Face à la colère des agriculteurs, le gouvernement avait été forcé de suspendre le 1er février dernier le plan Ecophyto. Lancé en 2008, ce plan n'a pas rempli son objectif de réduire de 50% l'usage des pesticides de synthèse. Dans sa nouvelle version publiée le 6 mai dernier, l’objectif reste, mais calculé différemment et avec un volet sur les alternatives aux produits qui seront interdits. Un recul de plus après la prolongation, décidée au niveau européen, de l’utilisation du glyphosate , et des dérogations accordées pour les producteurs de betteraves français. "C’est tout bonnement insupportable", s’insurge Chrisitan Joualt.

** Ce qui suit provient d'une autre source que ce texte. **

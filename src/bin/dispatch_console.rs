//! Dispatch console
//!
//! Reads command strings from stdin (or `--exec`) and runs them through a
//! `CommandDispatcher` with a few demo commands bound:
//!
//! ```text
//! vget /console/echo [str]
//! vget /console/add [float] [float]
//! vget /console/sleep [uint]        (pending until the timer fires)
//! ```
//!
//! Type `help` for the command listing, `quit` to exit.

use std::io::BufRead;
use std::path::PathBuf;
use std::time::Duration;

use anyhow::{Context, Result};
use clap::Parser;
use tracing_subscriber::{layer::SubscriberExt, util::SubscriberInitExt};

use command_dispatcher::{
    CommandArgs, CommandDispatcher, CommandError, DispatcherConfig, ExecStatus, Promise,
};

#[derive(Debug, Parser)]
#[command(name = "dispatch_console", about = "Run dispatcher commands interactively")]
struct Cli {
    /// YAML file of aliases to define at startup
    #[arg(long, env = "DISPATCH_ALIAS_FILE")]
    alias_file: Option<PathBuf>,

    /// Run this command and exit (repeatable)
    #[arg(long = "exec", value_name = "COMMAND")]
    exec: Vec<String>,

    /// Dispatch through the async watcher instead of synchronously
    #[arg(long = "async")]
    async_mode: bool,
}

fn main() -> Result<()> {
    tracing_subscriber::registry()
        .with(
            tracing_subscriber::EnvFilter::try_from_default_env()
                .unwrap_or_else(|_| "command_dispatcher=info,dispatch_console=info".into()),
        )
        .with(tracing_subscriber::fmt::layer().with_writer(std::io::stderr))
        .init();

    let cli = Cli::parse();

    let runtime = tokio::runtime::Runtime::new().context("Failed to start tokio runtime")?;

    let mut config = DispatcherConfig::from_env();
    if let Some(path) = cli.alias_file.clone() {
        config = config.with_alias_file(path);
    }
    let mut dispatcher = CommandDispatcher::with_runtime(config, runtime.handle())
        .context("Failed to build dispatcher")?;
    register_demo_commands(&mut dispatcher, runtime.handle().clone())?;

    tracing::info!("Dispatch console ready");

    if !cli.exec.is_empty() {
        for command in &cli.exec {
            run_line(&mut dispatcher, command, cli.async_mode);
            drain(&mut dispatcher);
        }
        dispatcher.shutdown();
        return Ok(());
    }

    let stdin = std::io::stdin();
    for line in stdin.lock().lines() {
        let line = line.context("Failed to read stdin")?;
        let command = line.trim();
        dispatcher.pump_completions();

        match command {
            "" => continue,
            "quit" | "exit" => break,
            "help" => print!("{}", dispatcher.help_text()),
            _ => run_line(&mut dispatcher, command, cli.async_mode),
        }
        dispatcher.pump_completions();
    }

    drain(&mut dispatcher);
    dispatcher.shutdown();
    Ok(())
}

fn register_demo_commands(
    dispatcher: &mut CommandDispatcher,
    runtime: tokio::runtime::Handle,
) -> Result<()> {
    dispatcher.bind(
        "vget /console/echo [str]",
        |args: &CommandArgs| ExecStatus::from(args.str(0).map(str::to_string)),
        "Echo the argument back",
    )?;

    dispatcher.bind(
        "vget /console/add [float] [float]",
        |args: &CommandArgs| {
            let sum = args.float(0).and_then(|a| args.float(1).map(|b| a + b));
            ExecStatus::from(sum.map(|total| total.to_string()))
        },
        "Add two decimal numbers",
    )?;

    dispatcher.bind(
        "vget /console/sleep [uint]",
        move |args: &CommandArgs| {
            let millis = match args.uint(0) {
                Ok(millis) => millis,
                Err(err) => return ExecStatus::Error(err),
            };
            let (tx, rx) = tokio::sync::oneshot::channel();
            runtime.spawn(async move {
                tokio::time::sleep(Duration::from_millis(millis)).await;
                let _ = tx.send(ExecStatus::ok(format!("slept {} ms", millis)));
            });
            ExecStatus::pending(Promise::from_oneshot(rx))
        },
        "Resolve after the given number of milliseconds",
    )?;

    Ok(())
}

fn run_line(dispatcher: &mut CommandDispatcher, command: &str, async_mode: bool) {
    if !async_mode {
        print_status(command, &dispatcher.exec(command));
        return;
    }

    let label = command.to_string();
    match dispatcher.exec_async(command, move |status| print_status(&label, &status)) {
        Ok(()) if dispatcher.is_busy() => println!("{} ... pending", command),
        Ok(()) => {}
        Err(CommandError::WatcherBusy) => {
            println!("{} rejected: a command is still pending", command)
        }
        Err(err) => println!("{} rejected: {}", command, err),
    }
}

fn drain(dispatcher: &mut CommandDispatcher) {
    while dispatcher.is_busy() {
        if !dispatcher.wait_for_completion(Duration::from_secs(30)) {
            tracing::warn!("Gave up waiting for a pending command");
            break;
        }
    }
}

fn print_status(command: &str, status: &ExecStatus) {
    println!("{} [{}] {}", command, status.kind(), status.message());
}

Le mouvement social du début d’année ? ”Le problème a été détourné, considère Michel Besnard. Les manifestations ont démarré parce que les agriculteurs ne sont pas payés pour le juste prix de production de leurs produits. Le problème a été détourné politiquement contre les écologistes faisant de l'agriculture bio et l’arrêt des pesticides comme la cause des maux des agriculteurs. Ce n'est pas ça du tout la cause des mots des agriculteurs ! Le problème, c'est ce système qui ne rémunère pas ceux qui travaillent bien.”
Le collectif alerte également sur le coût économique des pesticides, en termes de dépenses de santé publique, ou de coût de dépollution des eaux. Ils organiseront à Rennes ce vendredi 7 juin une conférence sur le sujet. “On doit continuer le combat, plus que jamais”, insiste Chritian Jouault. Michel Besnard opine. C’est qu’ils se comprennent parfaitement, ces compagnons de route, qui échangent avec beaucoup de pudeur et d’amitié sur le mal qui les rongent et portent le souvenir de ceux qui ont déjà été emportés.